MATERIAL SHOWN —
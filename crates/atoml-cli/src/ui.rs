use atoml::engine::progress::{Progress, ProgressCallback};
use indicatif::{MultiProgress, ProgressBar, ProgressDrawTarget, ProgressState, ProgressStyle};
use std::sync::Arc;
use std::time::Duration;
use tokio::sync::{mpsc, watch};
use tracing::warn;

#[derive(Debug)]
pub enum UiEvent {
    Progress(Progress),
    Log(String),
}

pub struct UiManager {
    mp: Arc<MultiProgress>,
    state: BarState,
    event_receiver: mpsc::Receiver<UiEvent>,
    shutdown_receiver: watch::Receiver<bool>,
    _sentinel_bar: ProgressBar,
}

#[derive(Default)]
struct BarState {
    active_bar: Option<ProgressBar>,
    base_message: String,
}

impl UiManager {
    pub fn new() -> (Self, mpsc::Sender<UiEvent>, watch::Sender<bool>) {
        let (event_sender, event_receiver) = mpsc::channel(1024);
        let (shutdown_sender, shutdown_receiver) = watch::channel(false);
        let mp = Arc::new(MultiProgress::new());
        mp.set_draw_target(ProgressDrawTarget::stderr_with_hz(12));
        let _sentinel_bar = mp.add(ProgressBar::hidden());
        let manager = Self {
            mp,
            state: BarState::default(),
            event_receiver,
            shutdown_receiver,
            _sentinel_bar,
        };

        (manager, event_sender, shutdown_sender)
    }

    pub async fn run(mut self) {
        loop {
            tokio::select! {
                Some(event) = self.event_receiver.recv() => {
                    self.handle_event(event);
                }
                result = self.shutdown_receiver.changed() => {
                    if result.is_err() || *self.shutdown_receiver.borrow() {
                        break;
                    }
                }
            }
        }
        // Events sent just before shutdown are still shown.
        while let Ok(event) = self.event_receiver.try_recv() {
            self.handle_event(event);
        }
        if let Some(bar) = self.state.active_bar.take() {
            bar.finish_and_clear();
        }
        self._sentinel_bar.finish_and_clear();
    }

    fn handle_event(&mut self, event: UiEvent) {
        match event {
            UiEvent::Log(msg) => {
                self.mp.println(msg).ok();
            }
            UiEvent::Progress(progress) => self.handle_progress(progress),
        }
    }

    fn handle_progress(&mut self, progress: Progress) {
        match progress {
            Progress::PhaseStart { name } => {
                if let Some(bar) = self.state.active_bar.take() {
                    bar.finish_and_clear();
                }

                let pb = self.mp.add(ProgressBar::new_spinner());
                pb.enable_steady_tick(Duration::from_millis(80));
                pb.set_style(Self::spinner_style());
                pb.set_message(name.to_string());

                self.state.active_bar = Some(pb);
                self.state.base_message = name.to_string();
            }
            Progress::PhaseFinish => {
                if let Some(bar) = self.state.active_bar.take() {
                    bar.finish_and_clear();
                }
                if !self.state.base_message.is_empty() {
                    self.mp
                        .println(format!("✓ {}", self.state.base_message))
                        .ok();
                }
                self.state.base_message.clear();
            }
            Progress::TaskStart { total_steps } => {
                let bar = self.state.active_bar.get_or_insert_with(|| {
                    self.mp.add(ProgressBar::new(total_steps))
                });
                bar.set_style(Self::bar_style());
                bar.set_message(self.state.base_message.clone());
                bar.set_length(total_steps);
                bar.set_position(0);
                bar.disable_steady_tick();
            }
            Progress::TaskIncrement => {
                if let Some(bar) = self.state.active_bar.as_ref() {
                    bar.inc(1);
                }
            }
            Progress::TaskFinish => {
                if let Some(bar) = self.state.active_bar.as_ref() {
                    bar.finish();
                }
            }
            Progress::StatusUpdate { text } => {
                if let Some(bar) = self.state.active_bar.as_ref() {
                    bar.set_message(format!("{} ({})", self.state.base_message, text));
                }
            }
            Progress::Message(msg) => {
                self.mp.println(format!("  {}", msg)).ok();
            }
        }
    }

    fn spinner_style() -> ProgressStyle {
        ProgressStyle::with_template("{spinner:.green} {msg}")
            .unwrap_or_else(|_| ProgressStyle::default_spinner())
            .tick_strings(&["⠋", "⠙", "⠹", "⠸", "⠼", "⠴", "⠦", "⠧", "⠇", "⠏"])
    }

    fn bar_style() -> ProgressStyle {
        ProgressStyle::with_template("{msg:<30} [{bar:40.cyan/blue}] {pos}/{len} ({eta})")
            .unwrap_or_else(|_| ProgressStyle::default_bar())
            .with_key(
                "eta",
                |state: &ProgressState, w: &mut dyn std::fmt::Write| {
                    let _ = write!(w, "{:.1}s", state.eta().as_secs_f64());
                },
            )
            .progress_chars("━╸ ")
    }
}

/// Forwards engine progress events to the UI task.
#[derive(Clone)]
pub struct CliProgressHandler {
    sender: mpsc::Sender<UiEvent>,
}

impl CliProgressHandler {
    pub fn new(sender: mpsc::Sender<UiEvent>) -> Self {
        Self { sender }
    }

    pub fn get_callback(&self) -> ProgressCallback<'static> {
        let sender = self.sender.clone();
        Box::new(move |progress: Progress| {
            if let Err(e) = sender.try_send(UiEvent::Progress(progress)) {
                warn!("Failed to send progress update to UI channel: {}", e);
            }
        })
    }
}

AIM OF THE EXERCISE — Lines of the data that include the string "format" are to be counted; report the total by itself.

ANSWER — 3